Subclassification of benign breast disease by fine needle aspiration cytology. Comparison of cytologic and histologic findings in 265 palpable breast masses.

The cytologic and histologic features of 265 benign breast masses were analyzed in order to examine the ability of fine needle aspiration cytology to accurately subclassify benign breast lesions. Two hundred two of the masses were pure histologic examples of benign breast lesions (72 nonproliferative fibrocystic change, 27 proliferative fibrocystic change, 65 fibroadenoma, 12 abscess, 8 fat necrosis, 7 papilloma, 7 duct ectasia, 2 tubular adenoma, 1 sclerosing adenosis, 1 microglandular adenosis), and 63 masses were mixed lesions.

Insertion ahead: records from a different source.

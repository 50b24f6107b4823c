//! `www.` to root-domain redirect.

use super::{EdgeFunction, FunctionError};
use crate::event::{HeaderEntry, Request, Response};
use crate::log::FunctionLog;
use serde::Serialize;
use tracing::{debug, info};

const HOST: &str = "host";
/// Hosts starting with this are redirected.
const WWW_PREFIX: &str = "www";
/// Label removed from the host to build the redirect domain.
const WWW_LABEL: &str = "www.";
const REDIRECT_STATUS: &str = "302";
const REDIRECT_DESCRIPTION: &str = "Found";

/// Result of the redirect check.
#[derive(Debug, Clone, PartialEq, Serialize)]
#[serde(untagged)]
pub enum RedirectOutcome {
    /// Synthesized redirect; the host answers the viewer with it directly.
    Redirect(Response),
    /// Request continues through the CDN unchanged.
    Forward(Request),
}

impl RedirectOutcome {
    pub fn is_redirect(&self) -> bool {
        matches!(self, Self::Redirect(_))
    }

    /// The `Location` value of a redirect.
    pub fn location(&self) -> Option<&str> {
        match self {
            Self::Redirect(response) => response.headers.first_value("location"),
            Self::Forward(_) => None,
        }
    }
}

/// Redirects requests for `www.*` hosts to the bare domain over HTTPS.
#[derive(Debug, Clone, Default)]
pub struct WwwToRootRedirect {
    log: FunctionLog,
}

impl WwwToRootRedirect {
    pub fn new(log: FunctionLog) -> Self {
        Self { log }
    }
}

/// Remove the first `www.` from a host.
///
/// This is a substring removal, not a prefix strip: `www.a.www.b` becomes
/// `a.www.b`, and a bare `www` is returned as-is.
pub fn redirect_domain(host: &str) -> String {
    host.replacen(WWW_LABEL, "", 1)
}

impl EdgeFunction for WwwToRootRedirect {
    type Input = Request;
    type Output = RedirectOutcome;

    fn name(&self) -> &'static str {
        "www-to-root-redirect"
    }

    fn log(&self) -> &FunctionLog {
        &self.log
    }

    fn transform(&self, request: Request) -> Result<RedirectOutcome, FunctionError> {
        info!(request = ?request, "Received request");

        let host = request.host().ok_or(FunctionError::MissingHeader(HOST))?;

        if !host.starts_with(WWW_PREFIX) {
            debug!(host, "Host has no www prefix, forwarding");
            return Ok(RedirectOutcome::Forward(request));
        }

        let domain = redirect_domain(host);
        info!(redirect_domain = %domain, "Computed redirect domain");

        let location = format!("https://{}{}", domain, request.uri);
        info!(location = %location, "Redirecting to root domain");

        let response = Response::new(REDIRECT_STATUS, REDIRECT_DESCRIPTION)
            .with_header("location", HeaderEntry::new("Location", location));

        Ok(RedirectOutcome::Redirect(response))
    }
}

Part I of the study consisted of retrospective comparison of the original cytologic diagnoses with the histologic diagnoses. A nonspecific descriptive diagnosis had been rendered in 135 of 265 (51%) cases, and these descriptive diagnoses corresponded to fibrocystic change in the majority of cases (70%). A specific benign cytologic diagnosis had been made in 130 of 265 (49%) cases, and overall the specific diagnosis was correct in 80% of cases. Part II of the study consisted of the semiquantitative scoring of the cytologic findings of the 202 pure examples of benign breast masses and statistical analysis of differences in the expression of cytologic features between the different types of lesions. Overall cellularity, amount of bipolar stripped nuclei, amount and architectural arrangement of epithelium, epithelial atypia/pleomorphism/nuclear overlapping and amount of apocrine metaplasia, foam cells and stroma were the cytologic parameters that were statistically significant (P < .05) in distinguishing between the cases of fibroadenoma, abscess, papilloma, fat necrosis, duct ectasia and fibrocystic change as a group. No cytologic parameter reached statistical significance in distinguishing between proliferative and nonproliferative fibrocystic change. We conclude that the majority of benign breast lesions yield characteristic cytologic findings that allow their subclassification when sufficiently sampled by fine needle aspiration. The distinction between proliferative and nonproliferative fibrocystic change is less reliable, and cytologic differences observed within this spectrum did not reach statistical significance.